**WORK ORDER:**
Only an exact, line-for-line copy of the data will serve as the answer.

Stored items

○ ○ ○

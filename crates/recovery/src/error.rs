//! Error types for the recovery layer.
//!
//! Three kinds of failure move through this crate:
//!
//! | Origin | Type | Reaches the caller? |
//! |--------|------|---------------------|
//! | The wrapped operation | [`RecoveryError::Operation`] | yes, unmodified |
//! | A fail-fast open circuit | [`RecoveryError::CircuitOpen`] | yes |
//! | A registered error handler | [`BoxedError`] | no, logged only |
//!
//! Configuration problems are reported separately through [`ConfigError`]
//! when a policy is built, never while an operation runs.

use std::path::PathBuf;

use thiserror::Error;

/// Label used when a caller does not name the operation
pub const DEFAULT_CONTEXT: &str = "operation";

/// Failure of a call made through a recovery component.
#[derive(Debug, Error)]
pub enum RecoveryError<E> {
    /// The breaker rejected the call without invoking the operation
    #[error("Circuit breaker is open for {context}")]
    CircuitOpen { context: String },

    /// The operation itself failed; displayed exactly as the inner error
    #[error(transparent)]
    Operation(E),
}

impl<E> RecoveryError<E> {
    pub(crate) fn circuit_open(context: &str) -> Self {
        let context = if context.is_empty() { DEFAULT_CONTEXT } else { context };
        Self::CircuitOpen { context: context.to_string() }
    }

    pub fn is_circuit_open(&self) -> bool {
        matches!(self, Self::CircuitOpen { .. })
    }

    /// Borrow the operation's own error, if that is what failed
    pub fn operation_error(&self) -> Option<&E> {
        match self {
            Self::Operation(error) => Some(error),
            Self::CircuitOpen { .. } => None,
        }
    }

    /// Take the operation's own error, if that is what failed
    pub fn into_operation_error(self) -> Option<E> {
        match self {
            Self::Operation(error) => Some(error),
            Self::CircuitOpen { .. } => None,
        }
    }
}

/// Error raised by an error handler; isolated inside `handle_error`
pub type BoxedError = Box<dyn std::error::Error + Send + Sync + 'static>;

/// Result of a call made through a recovery component
pub type RecoveryResult<T, E> = Result<T, RecoveryError<E>>;

/// Problems building or loading a recovery policy.
#[derive(Debug, Error)]
pub enum ConfigError {
    #[error("Invalid configuration: {message}")]
    Invalid { message: String },

    #[error("Failed to read configuration file {path}")]
    Read {
        path: PathBuf,
        #[source]
        source: std::io::Error,
    },

    #[error("Failed to parse {format} configuration: {message}")]
    Parse { format: &'static str, message: String },

    #[error("Unsupported configuration file extension: {path}")]
    UnsupportedFormat { path: PathBuf },

    #[error("Invalid value {value:?} for environment variable {variable}")]
    Env { variable: String, value: String },
}

impl ConfigError {
    pub(crate) fn invalid(message: impl Into<String>) -> Self {
        Self::Invalid { message: message.into() }
    }
}

/// Result type for configuration operations
pub type ConfigResult<T> = Result<T, ConfigError>;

○ ○ ○

**ANSWER FOR THIS EXERCISE:**
filename crates/recovery/src/error.rs
//! Error types for the recovery layer.
//!
//! Three kinds of failure move through this crate:
//!
//! | Origin | Type | Reaches the caller? |
//! |--------|------|---------------------|
//! | The wrapped operation | [`RecoveryError::Operation`] | yes, unmodified |
//! | A fail-fast open circuit | [`RecoveryError::CircuitOpen`] | yes |
//! | A registered error handler | [`BoxedError`] | no, logged only |
//!
//! Configuration problems are reported separately through [`ConfigError`]
//! when a policy is built, never while an operation runs.

use std::path::PathBuf;

use thiserror::Error;

/// Label used when a caller does not name the operation
pub const DEFAULT_CONTEXT: &str = "operation";

/// Failure of a call made through a recovery component.
#[derive(Debug, Error)]
pub enum RecoveryError<E> {
    /// The breaker rejected the call without invoking the operation
    #[error("Circuit breaker is open for {context}")]
    CircuitOpen { context: String },

    /// The operation itself failed; displayed exactly as the inner error
    #[error(transparent)]
    Operation(E),
}

impl<E> RecoveryError<E> {
    pub(crate) fn circuit_open(context: &str) -> Self {
        let context = if context.is_empty() { DEFAULT_CONTEXT } else { context };
        Self::CircuitOpen { context: context.to_string() }
    }

    pub fn is_circuit_open(&self) -> bool {
        matches!(self, Self::CircuitOpen { .. })
    }

    /// Borrow the operation's own error, if that is what failed
    pub fn operation_error(&self) -> Option<&E> {
        match self {
            Self::Operation(error) => Some(error),
            Self::CircuitOpen { .. } => None,
        }
    }

    /// Take the operation's own error, if that is what failed
    pub fn into_operation_error(self) -> Option<E> {
        match self {
            Self::Operation(error) => Some(error),
            Self::CircuitOpen { .. } => None,
        }
    }
}

/// Error raised by an error handler; isolated inside `handle_error`
pub type BoxedError = Box<dyn std::error::Error + Send + Sync + 'static>;

/// Result of a call made through a recovery component
pub type RecoveryResult<T, E> = Result<T, RecoveryError<E>>;

/// Problems building or loading a recovery policy.
#[derive(Debug, Error)]
pub enum ConfigError {
    #[error("Invalid configuration: {message}")]
    Invalid { message: String },

    #[error("Failed to read configuration file {path}")]
    Read {
        path: PathBuf,
        #[source]
        source: std::io::Error,
    },

    #[error("Failed to parse {format} configuration: {message}")]
    Parse { format: &'static str, message: String },

    #[error("Unsupported configuration file extension: {path}")]
    UnsupportedFormat { path: PathBuf },

    #[error("Invalid value {value:?} for environment variable {variable}")]
    Env { variable: String, value: String },
}

impl ConfigError {
    pub(crate) fn invalid(message: impl Into<String>) -> Self {
        Self::Invalid { message: message.into() }
    }
}

/// Result type for configuration operations
pub type ConfigResult<T> = Result<T, ConfigError>;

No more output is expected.